Do you say yes to people and things, when you really wanted to say no? Do you have an irrepressible need to be loved and accepted by everyone? When you are in a conversation, are you bothered and worried about how you are being perceived? Do you agree with actions, opinions, and activities, just to be able to fit in? Do you say “I’m sorry” even when it’s not necessary? Do you go to great lengths to keep the peace and avoid conflicts? Women, in your relationships, do you often find yourself getting the same results from different men? Finally, have you abandoned your truth, and no longer recognize the person in the mirror? My friend, in all likelihood you are a people pleaser!

People pleasers go above and beyond to make everyone happy. You are not alone, there are millions like you, wearing the same ill fitted shoes. You are often anxious, depressed, and overly burdened by the stressful expectations, you have placed on yourself. The problem is very common. Of course, it starts out harmlessly enough in childhood. We are rewarded and complimented when we behave in the manner that is expected of us. Unfortunately, for many, this unquenchable thirst for approval continues into adulthood.

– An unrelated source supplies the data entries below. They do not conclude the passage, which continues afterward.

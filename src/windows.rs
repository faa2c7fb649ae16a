/// Window-presence probe: an independent health signal for the dashboards.
///
/// Process exit doesn't catch a closed browser window (the browser may keep
/// running other windows), and the heartbeat only proves the automation loop
/// is alive, not that its target window still exists. Title matching is a
/// best-effort heuristic, not a verified contract — titles are locale- and
/// deployment-specific, which is why the probe sits behind a trait.
use std::io;

/// Point-in-time enumeration of visible top-level window titles.
pub trait WindowProbe: Send {
    fn titles(&self) -> io::Result<Vec<String>>;
}

/// Probe backed by an external window-listing command (e.g. `wmctrl -l`).
///
/// Each line of the command's stdout is treated as one window title. Leading
/// fields (window id, desktop number) are harmless since classification is by
/// substring containment.
#[derive(Debug, Clone)]
pub struct CommandProbe {
    command: Vec<String>,
}

impl CommandProbe {
    pub fn new(command: Vec<String>) -> Self {
        Self { command }
    }
}

impl WindowProbe for CommandProbe {
    fn titles(&self) -> io::Result<Vec<String>> {
        let (program, args) = self.command.split_first().ok_or_else(|| {
            io::Error::new(io::ErrorKind::InvalidInput, "window list command is empty")
        })?;

        let output = std::process::Command::new(program).args(args).output()?;
        if !output.status.success() {
            return Err(io::Error::other(format!(
                "window list command exited with {}",
                output.status
            )));
        }

        Ok(String::from_utf8_lossy(&output.stdout)
            .lines()
            .map(str::to_string)
            .collect())
    }
}

/// True only if both dashboards are on screen: at least one title contains a
/// KPI fragment AND at least one contains a POD fragment. Matching is
/// case-sensitive substring containment. An empty window list never matches
/// a non-empty fragment set.
pub fn windows_ok(titles: &[String], kpi_fragments: &[String], pod_fragments: &[String]) -> bool {
    matches_any(titles, kpi_fragments) && matches_any(titles, pod_fragments)
}

/// An empty fragment set disables its predicate, so deployments with a single
/// monitored dashboard can opt out of half the check.
fn matches_any(titles: &[String], fragments: &[String]) -> bool {
    if fragments.is_empty() {
        return true;
    }
    titles
        .iter()
        .any(|title| fragments.iter().any(|frag| title.contains(frag)))
}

Friends, putting others before our own happiness, comes at great costs to our well-being.

There is no one type of people pleaser, they come in all forms. You refuse to end relationships, even remaining friends with an ex, you have no ties to, out of pure guilt. You are that one colleague who always says yes, because you crave the acceptance of everyone in the office. You are single woman who always seems to be baby-sitting her friends’ children. The person who loans money, knowing that you might be short, when rent comes due. Shall I go on? In almost all instances, you find yourself bogged down by guilt, depression, and in the coming years, resentment.

If you are a woman reading this, you are hard-wired, and raised to take care of others. Seeking for approval and love by our deeds. Soon enough, we are known as the “yes woman”, literally killing ourselves, to be everything for everyone.  Women are continually putting the needs of others, well above their own. The reality? We want what no one could give: unconditional love and acceptance. What we fail to realize, is this rarely possible, if at all.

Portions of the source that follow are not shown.